12 Nov 2020 2:37 PM GMT

  • Delhi High Court Vacates Stay Order On Reservation of 80% ICU Beds In 33 Pvt Hospitals For Covid Patients

    A bench of Justices Hima Kohli and Subramanium Prasad today vacated a stay on an order of Delhi's AAP Government which had reserved 80% of ICU beds in 33 private hospitals in the capital for Covid-19 patients. The court further directed the Delhi Government to file an affidavit within 3 days and posted the matter to be heard on merit before the Single Judge bench on...

    A bench of Justices Hima Kohli and Subramanium Prasad today vacated a stay on an order of Delhi's AAP Government which had reserved 80% of ICU beds in 33 private hospitals in the capital for Covid-19 patients.

    The court further directed the Delhi Government to file an affidavit within 3 days and posted the matter to be heard on merit before the Single Judge bench on 26.11.2020, directing the parties not to seek an adjournment on the date.

    The bench cited the spiralling of Covid-19 cases, with the number standing at 8593 as of Wednesday, while coming down heavily on the government for giving 'knee-jerk reactions' and failing to have taken steps in anticipation.

    Opposing the plea of reservation was the Association of Healthcare Providers, being represented by Sr. Adv. Singh who argued against the reservation policy and raised two major arguments. One, that the policy was putting at risk the lives of non-Covid patients who came to the hospitals seeking emergency treatment and required ICU beds, yet, due to the reservation requirement even vacant ICU beds could not be provided to the non-Covid patients. He claimed that deaths had happened due to such non-availability. Two, that despite ICU beds being available in the Covid side, due to the issue of segregation of the area from the non-Covid side, the beds could not be provided to non-Covid emergency patients.

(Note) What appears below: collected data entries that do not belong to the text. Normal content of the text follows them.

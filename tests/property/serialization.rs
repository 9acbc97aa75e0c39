//! Property-based serialization round-trip tests.
//!
//! Uses proptest to verify:
//! 1. Any valid contact or task record survives encode → decode.
//! 2. Any valid client or server frame survives encode → decode.
//! 3. Random bytes never cause a panic in decode (returns `Err` gracefully).

use chrono::{NaiveDate, TimeZone, Utc};
use proptest::prelude::*;

use taskdeck_proto::api::{
    ApiRequest, ApiResponse, ChangeEvent, ChangeOp, ClientFrame, RequestId, ServerFrame, Table,
    decode_client, decode_server, encode_client, encode_server,
};
use taskdeck_proto::codec;
use taskdeck_proto::contact::{Contact, ContactId, ContactPatch, NewContact};
use taskdeck_proto::task::{
    AssignedContact, FullTask, Subtask, SubtaskId, Task, TaskCategory, TaskDraft, TaskId,
    TaskPriority, TaskStatus,
};

// --- Strategies for protocol types ---

fn arb_date() -> impl Strategy<Value = NaiveDate> {
    (2000i32..2100, 1u32..=12, 1u32..=28)
        .prop_map(|(y, m, d)| NaiveDate::from_ymd_opt(y, m, d).expect("valid date"))
}

fn arb_timestamp() -> impl Strategy<Value = chrono::DateTime<Utc>> {
    (0i64..4_000_000_000).prop_map(|secs| Utc.timestamp_opt(secs, 0).unwrap())
}

fn arb_priority() -> impl Strategy<Value = TaskPriority> {
    prop_oneof![
        Just(TaskPriority::Urgent),
        Just(TaskPriority::Medium),
        Just(TaskPriority::Low),
    ]
}

fn arb_category() -> impl Strategy<Value = TaskCategory> {
    prop_oneof![Just(TaskCategory::TechnicalTask), Just(TaskCategory::UserStory)]
}

fn arb_status() -> impl Strategy<Value = TaskStatus> {
    prop_oneof![
        Just(TaskStatus::ToDo),
        Just(TaskStatus::InProgress),
        Just(TaskStatus::AwaitingFeedback),
        Just(TaskStatus::Done),
    ]
}

fn arb_contact() -> impl Strategy<Value = Contact> {
    (
        any::<i64>(),
        ".{0,64}",
        ".{0,64}",
        ".{0,32}",
        "#[0-9a-f]{6}",
        arb_timestamp(),
    )
        .prop_map(|(id, name, email, phone, color, created_at)| Contact {
            id: ContactId(id),
            name,
            email,
            phone,
            color,
            created_at,
        })
}

fn arb_contact_patch() -> impl Strategy<Value = ContactPatch> {
    (
        prop::option::of(".{0,64}"),
        prop::option::of(".{0,64}"),
        prop::option::of(".{0,32}"),
        prop::option::of("#[0-9a-f]{6}"),
    )
        .prop_map(|(name, email, phone, color)| ContactPatch {
            name,
            email,
            phone,
            color,
        })
}

fn arb_task() -> impl Strategy<Value = Task> {
    (
        any::<i64>(),
        ".{1,80}",
        prop::option::of(".{0,256}"),
        arb_date(),
        arb_priority(),
        arb_category(),
        arb_status(),
        arb_timestamp(),
    )
        .prop_map(
            |(id, title, description, due_date, priority, category, status, created_at)| Task {
                id: TaskId(id),
                title,
                description,
                due_date,
                priority,
                category,
                status,
                created_at,
            },
        )
}

fn arb_subtask() -> impl Strategy<Value = Subtask> {
    (any::<i64>(), any::<i64>(), ".{1,80}", any::<bool>()).prop_map(
        |(id, task_id, title, is_done)| Subtask {
            id: SubtaskId(id),
            task_id: TaskId(task_id),
            title,
            is_done,
        },
    )
}

fn arb_assigned_contact() -> impl Strategy<Value = AssignedContact> {
    (any::<i64>(), ".{0,64}", "#[0-9a-f]{6}", ".{0,64}").prop_map(
        |(id, name, color, email)| AssignedContact {
            id: ContactId(id),
            name,
            color,
            email,
        },
    )
}

fn arb_full_task() -> impl Strategy<Value = FullTask> {
    (
        arb_task(),
        prop::collection::vec(arb_subtask(), 0..6),
        prop::collection::vec(arb_assigned_contact(), 0..4),
    )
        .prop_map(|(task, subtasks, assignees)| FullTask {
            task,
            subtasks,
            assignees,
        })
}

fn arb_task_draft() -> impl Strategy<Value = TaskDraft> {
    (
        ".{1,80}",
        prop::option::of(".{0,256}"),
        arb_date(),
        arb_priority(),
        arb_category(),
        prop::collection::vec(any::<i64>().prop_map(ContactId), 0..6),
        prop::collection::vec(".{1,80}", 0..6),
    )
        .prop_map(
            |(title, description, due_date, priority, category, assigned, subtasks)| TaskDraft {
                title,
                description,
                due_date,
                priority,
                category,
                assigned_contact_ids: assigned,
                subtask_titles: subtasks,
            },
        )
}

fn arb_change_event() -> impl Strategy<Value = ChangeEvent> {
    (
        prop_oneof![
            Just(Table::Contacts),
            Just(Table::Tasks),
            Just(Table::Subtasks),
            Just(Table::TaskAssignments),
        ],
        prop_oneof![
            Just(ChangeOp::Insert),
            Just(ChangeOp::Update),
            Just(ChangeOp::Delete),
        ],
    )
        .prop_map(|(table, op)| ChangeEvent { table, op })
}

fn arb_api_request() -> impl Strategy<Value = ApiRequest> {
    prop_oneof![
        Just(ApiRequest::ListContacts),
        any::<i64>().prop_map(|id| ApiRequest::GetContact { id: ContactId(id) }),
        (any::<i64>(), arb_contact_patch()).prop_map(|(id, patch)| ApiRequest::UpdateContact {
            id: ContactId(id),
            patch,
        }),
        any::<i64>().prop_map(|id| ApiRequest::DeleteContact { id: ContactId(id) }),
        Just(ApiRequest::ListTasks),
        arb_task_draft().prop_map(|draft| ApiRequest::InsertTask { draft }),
        (any::<i64>(), arb_status()).prop_map(|(id, status)| ApiRequest::UpdateTaskStatus {
            id: TaskId(id),
            status,
        }),
        (any::<i64>(), any::<bool>()).prop_map(|(id, is_done)| ApiRequest::SetSubtaskDone {
            id: SubtaskId(id),
            is_done,
        }),
    ]
}

// --- Property tests ---

proptest! {
    /// Any valid contact survives an encode → decode round-trip.
    #[test]
    fn contact_round_trip(contact in arb_contact()) {
        let bytes = codec::encode(&contact).expect("encode should succeed");
        let decoded: Contact = codec::decode(&bytes).expect("decode should succeed");
        prop_assert_eq!(contact, decoded);
    }

    /// Any valid joined task survives an encode → decode round-trip.
    #[test]
    fn full_task_round_trip(task in arb_full_task()) {
        let bytes = codec::encode(&task).expect("encode should succeed");
        let decoded: FullTask = codec::decode(&bytes).expect("decode should succeed");
        prop_assert_eq!(task, decoded);
    }

    /// Any valid request frame survives an encode → decode round-trip,
    /// with the correlation id intact.
    #[test]
    fn client_frame_round_trip(request in arb_api_request()) {
        let frame = ClientFrame::Request {
            id: RequestId::new(),
            request,
        };
        let bytes = encode_client(&frame).expect("encode should succeed");
        let decoded = decode_client(&bytes).expect("decode should succeed");
        prop_assert_eq!(frame, decoded);
    }

    /// Any change notification survives an encode → decode round-trip.
    #[test]
    fn change_frame_round_trip(event in arb_change_event()) {
        let frame = ServerFrame::Change(event);
        let bytes = encode_server(&frame).expect("encode should succeed");
        let decoded = decode_server(&bytes).expect("decode should succeed");
        prop_assert_eq!(frame, decoded);
    }

    /// Any contact listing response survives an encode → decode round-trip.
    #[test]
    fn contacts_response_round_trip(contacts in prop::collection::vec(arb_contact(), 0..8)) {
        let frame = ServerFrame::Response {
            id: RequestId::new(),
            response: ApiResponse::Contacts(contacts),
        };
        let bytes = encode_server(&frame).expect("encode should succeed");
        let decoded = decode_server(&bytes).expect("decode should succeed");
        prop_assert_eq!(frame, decoded);
    }

    /// Random bytes never panic the decoder; they decode or fail cleanly.
    #[test]
    fn random_bytes_never_panic(bytes in prop::collection::vec(any::<u8>(), 0..256)) {
        let _ = decode_client(&bytes);
        let _ = decode_server(&bytes);
    }
}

    He summarized his argument stating that snatching the facility of an ICU bed from a similarly situated non-Covid patient and handing it over to the Covid patient was in violation of Article 21 of the Constitution, and that "snatching from one category to give to another could not be called augmentation."

    He further stated that even without the compulsory reservation requirement, the 33 private hospitals were already providing nearly 60% ICU beds for Covid patients.

    Justice Hima Kohli and Justice Prasad remarked, "If a patient with a heart attack comes to one of these hospitals, should you deny the Covid ICU bed to the non-Covid ICU bed? You can't keep an ICU bed in a Covid ward for a non-Covid patient. That works the other way also. If you don't do proper segregation, you'll infect everyone."

    ASG Jain, on behalf of the Government, said that he was in 100% agreement with the court on this point and later in the hearing suggested that in case such a scenario arose, the "bed will be shifted".

    Justice Kohli then expressed her surprise through the remark, "It's not a chair. It's a bed with full (ICU) facilities."

    In response to the segregation issue, Sr. Adv. Singh interjected stating that, 'none of these hospitals have segregation facilities for Covid and non-Covid ICU beds', upon which Justice Kohli asked Singh if she could record this submission, on which Singh stated that 'generally' there was no segregation.

    The court sharply cut him off at that point stating that it didn't want any general statements, and then asked how many deaths had happened till date in the 33 hospitals of non-Covid emergency patients due to the non-availability of ICU beds, to which Sr. Adv. Singh replied that there was a 'possibility'.

    ASG Jain then pointed out that only 75% of the 20% ICU beds for non-Covid patients in these 33 hospitals were infact occupied at present.

    The Court then decided that the stay on reservation would be vacated.